Face à la pédophilie de certains éducateurs laïques ou religieux, les parents s’angoissent et le corps social s’indigne. Certains veulent en faire un crime à part qui justifierait, par exemple comme en Grande-Bretagne, de rendre publique la liste des pédophiles condamnés ou chez nous de censurer des ouvrages comme “Rose bonbon”, de Nicolas Jones-Gorlin. Faut-il aller jusque-là ou considérer que l’arsenal législatif est suffisant ?
“Lorsqu’un homme est condamné à mort à l’unanimité, il faut immédiatement le relâcher“, disait le Talmud. Les phénomènes d’unanimisme social doivent être accueillis avec méfiance. Aujourd’hui, comme hier. Il y a eu une époque – celle des années 70 – où le désir de tous était absolument légitimé et où l’on aurait eu honte de trouver à redire aux attitudes pédophiles. Et, quelques années plus tard, la même opinion fait du pédophile le criminel absolu. La sévérité vaudrait mieux que la complaisance, si elle n’était aussi grégaire et réfractaire aux distinctions. Imaginons que “Lolita” de Nabokov soit publié maintenant : il aurait les mêmes ennuis que l’auteur de Rose bonbon, et son éditeur sans la moindre hésitation retirerait le livre de la vente. Il faut aussi savoir que des gens aujourd’hui se suicident, parce qu’ils sont accusés de pédophilie. C’est parce que la violence sur les enfants est insupportable qu’il faut redoubler de scrupules et distinguer entre les comportements. Ce qui nous a manqué au XXe siècle, et ce qui nous manque toujours, c’est cette sagesse pratique, ce discernement, ce que les Grecs appelaient “la prudence“.
Plusieurs lois ou propositions récentes des deux majorités qui se sont succédé vont vers une répression, un encadrement ou une pénalisation accrus de la prostitution. Sont-elles dans l’intérêt des femmes ou de la moralisation de la société ? Portent-elles atteintes aux libertés individuelles ?
Il y a des propositions qui vont non seulement vers la pénalisation, mais aussi vers l’interdiction pure et simple de la prostitution.

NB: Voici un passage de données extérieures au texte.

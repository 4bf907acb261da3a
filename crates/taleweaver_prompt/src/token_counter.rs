//! Token counting for prompt budgeting.
//!
//! Counts are a budgeting heuristic, not transport-level truth: providers
//! may tokenize differently, so the builder treats these figures as an
//! upper-bound estimate when packing the context window.

use std::sync::OnceLock;

use taleweaver_core::ChatMessage;
use tiktoken_rs::CoreBPE;
use tracing::warn;

// TODO: pick the encoding from the active model once providers report it
const FALLBACK_BYTES_PER_TOKEN: usize = 4;

fn tokenizer() -> Option<&'static CoreBPE> {
    static TOKENIZER: OnceLock<Option<CoreBPE>> = OnceLock::new();
    TOKENIZER
        .get_or_init(|| match tiktoken_rs::cl100k_base() {
            Ok(bpe) => Some(bpe),
            Err(e) => {
                warn!(error = %e, "Failed to load cl100k_base; falling back to byte estimate");
                None
            }
        })
        .as_ref()
}

/// Count tokens in `text` using the shared `cl100k_base` tokenizer.
///
/// Pure function of `text` alone; the tokenizer is lazily initialized once
/// per process and reused. An empty string always counts as zero.
///
/// # Examples
///
/// ```
/// use taleweaver_prompt::count_tokens;
///
/// assert_eq!(count_tokens(""), 0);
/// assert!(count_tokens("Hello, world!") > 0);
/// ```
pub fn count_tokens(text: &str) -> usize {
    if text.is_empty() {
        return 0;
    }
    match tokenizer() {
        Some(bpe) => bpe.encode_with_special_tokens(text).len(),
        None => text.len().div_ceil(FALLBACK_BYTES_PER_TOKEN),
    }
}

/// Count tokens across a message list.
///
/// Sums `count_tokens(role) + count_tokens(content)` per message, where the
/// role is counted by its lowercase wire name.
pub fn count_message_tokens(messages: &[ChatMessage]) -> usize {
    messages
        .iter()
        .map(|m| count_tokens(m.role.wire_name()) + count_tokens(&m.content))
        .sum()
}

Bernard Tapie la réclame : moins vertueux que lui, je demanderai encore une fois que l’on sache faire la différence entre les femmes albanaises réduites en esclavage et les femmes qui préfèrent se prostituer plutôt que d’être caissière de supermarché. Kant parlait du “bois tordu dont est faite l’humanité“. Il ne nous revient pas de redresser ce bois tordu.
Le CSA propose l’interdiction de tous les films X à la télévision. Est-ce justifié, compte tenu de l’impossibilité de contrôler l‘âge de ceux qui vont les visionner ? Le risque que les cassettes hard servent d’éducation sexuelle à beaucoup de jeunes justifie-t-il les inquiétudes actuelles et des mesures nouvelles que certains assimilent à une censure ?

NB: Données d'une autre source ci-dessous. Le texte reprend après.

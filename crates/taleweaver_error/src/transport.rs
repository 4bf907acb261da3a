//! Transport error types.

/// Specific error conditions for model transport operations.
#[derive(Debug, Clone, PartialEq, Eq, Hash, PartialOrd, Ord, derive_more::Display)]
pub enum TransportErrorKind {
    /// HTTP-level failure (connection, TLS, non-2xx status)
    #[display("HTTP failure: {}", _0)]
    Http(String),
    /// The in-flight request was aborted by the caller
    #[display("Request aborted")]
    Aborted,
    /// The streaming body ended unexpectedly
    #[display("Stream failure: {}", _0)]
    Stream(String),
    /// The provider returned a body the adapter could not understand
    #[display("Malformed provider response: {}", _0)]
    MalformedResponse(String),
}

/// Error type for model transport operations.
///
/// # Examples
///
/// ```
/// use taleweaver_error::{TransportError, TransportErrorKind};
///
/// let err = TransportError::new(TransportErrorKind::Aborted);
/// assert!(format!("{}", err).contains("aborted"));
/// ```
#[derive(Debug, Clone, derive_more::Display, derive_more::Error)]
#[display("Transport Error: {} at line {} in {}", kind, line, file)]
pub struct TransportError {
    /// The specific error condition
    pub kind: TransportErrorKind,
    /// Line number where the error occurred
    pub line: u32,
    /// Source file where the error occurred
    pub file: &'static str,
}

impl TransportError {
    /// Create a new TransportError with automatic location tracking.
    #[track_caller]
    pub fn new(kind: TransportErrorKind) -> Self {
        let location = std::panic::Location::caller();
        Self {
            kind,
            line: location.line(),
            file: location.file(),
        }
    }

    /// Whether this error represents a caller-initiated abort.
    pub fn is_aborted(&self) -> bool {
        self.kind == TransportErrorKind::Aborted
    }
}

Censurer la pornographie à la télévision, ce n’est pas retomber dans l’ordre moral, c’est combattre l’accablante préemption de l’image sur l’apprentissage et sur l’imagination. Des enfants sont confrontés à des images crues, précises, détaillées de la sexualité avant d’avoir eu tout rapport sexuel. Etant donné le caractère particulier de ce média – la télévision s’adresse à tous, c’est un meuble familial – il faut prendre vis-à-vis de lui un certain nombre de protections particulières. J’ajoute qu’il y a un lien évident, et il faut être presque amoureux du désastre pour ne pas le voir, entre les violences sexuelles qui se répandent aujourd’hui et la sexualité immédiate de la pornographie. Les tournantes, c’est l’utopie pornographique d’une disponibilité des corps, prise au mot.

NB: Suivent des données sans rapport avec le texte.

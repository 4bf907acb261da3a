//! Player statistics.

use serde::{Deserialize, Serialize};

/// A named, bounded integer statistic.
///
/// Invariant: `range[0] <= value <= range[1]` always; every mutation
/// clamps back into range.
///
/// # Examples
///
/// ```
/// use taleweaver_core::Stat;
///
/// let mut hp = Stat::new("HP", 100, [0, 100]);
/// hp.apply_delta(-150);
/// assert_eq!(hp.value, 0);
/// ```
#[derive(Debug, Clone, PartialEq, Eq, Serialize, Deserialize)]
pub struct Stat {
    /// Stat name, unique within the active world
    pub name: String,
    /// Current value
    pub value: i64,
    /// Inclusive `[min, max]` bounds
    pub range: [i64; 2],
}

impl Stat {
    /// Create a new stat, clamping the initial value into range.
    pub fn new(name: impl Into<String>, value: i64, range: [i64; 2]) -> Self {
        let mut stat = Self {
            name: name.into(),
            value,
            range,
        };
        stat.value = stat.clamped(value);
        stat
    }

    /// Clamp `value` into this stat's range.
    pub fn clamped(&self, value: i64) -> i64 {
        value.max(self.range[0]).min(self.range[1])
    }

    /// Add `delta` to the current value, clamping into range.
    ///
    /// Saturates on overflow; the model can emit arbitrarily large deltas.
    pub fn apply_delta(&mut self, delta: i64) {
        self.value = self.clamped(self.value.saturating_add(delta));
    }
}

#[cfg(test)]
mod tests {
    use super::*;

    #[test]
    fn delta_clamps_at_both_bounds() {
        let mut hp = Stat::new("HP", 50, [0, 100]);
        hp.apply_delta(500);
        assert_eq!(hp.value, 100);
        hp.apply_delta(-500);
        assert_eq!(hp.value, 0);
    }

    #[test]
    fn initial_value_is_clamped() {
        let hp = Stat::new("HP", 150, [0, 100]);
        assert_eq!(hp.value, 100);
    }

    #[test]
    fn extreme_deltas_saturate_instead_of_overflowing() {
        let mut hp = Stat::new("HP", 10, [0, 100]);
        hp.apply_delta(i64::MAX);
        assert_eq!(hp.value, 100);
        hp.apply_delta(i64::MIN);
        assert_eq!(hp.value, 0);
    }

    #[test]
    fn sequences_of_deltas_stay_in_range() {
        let mut stamina = Stat::new("Stamina", 10, [-5, 20]);
        for delta in [-7, 30, -100, 3, 18, -2] {
            stamina.apply_delta(delta);
            assert!(stamina.value >= stamina.range[0]);
            assert!(stamina.value <= stamina.range[1]);
        }
    }
}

L’adoption d’enfants par des couples de même sexe est réclamée par des associations de défense des droits des homosexuels. La plupart des psys et des associations familiales sont réservés sur les résultats éducatifs d’une telle situation pour les enfants concernés. Y voyez-vous un conflit entre les droits des enfants et les droits des homosexuels ? Lesquels doivent primer ?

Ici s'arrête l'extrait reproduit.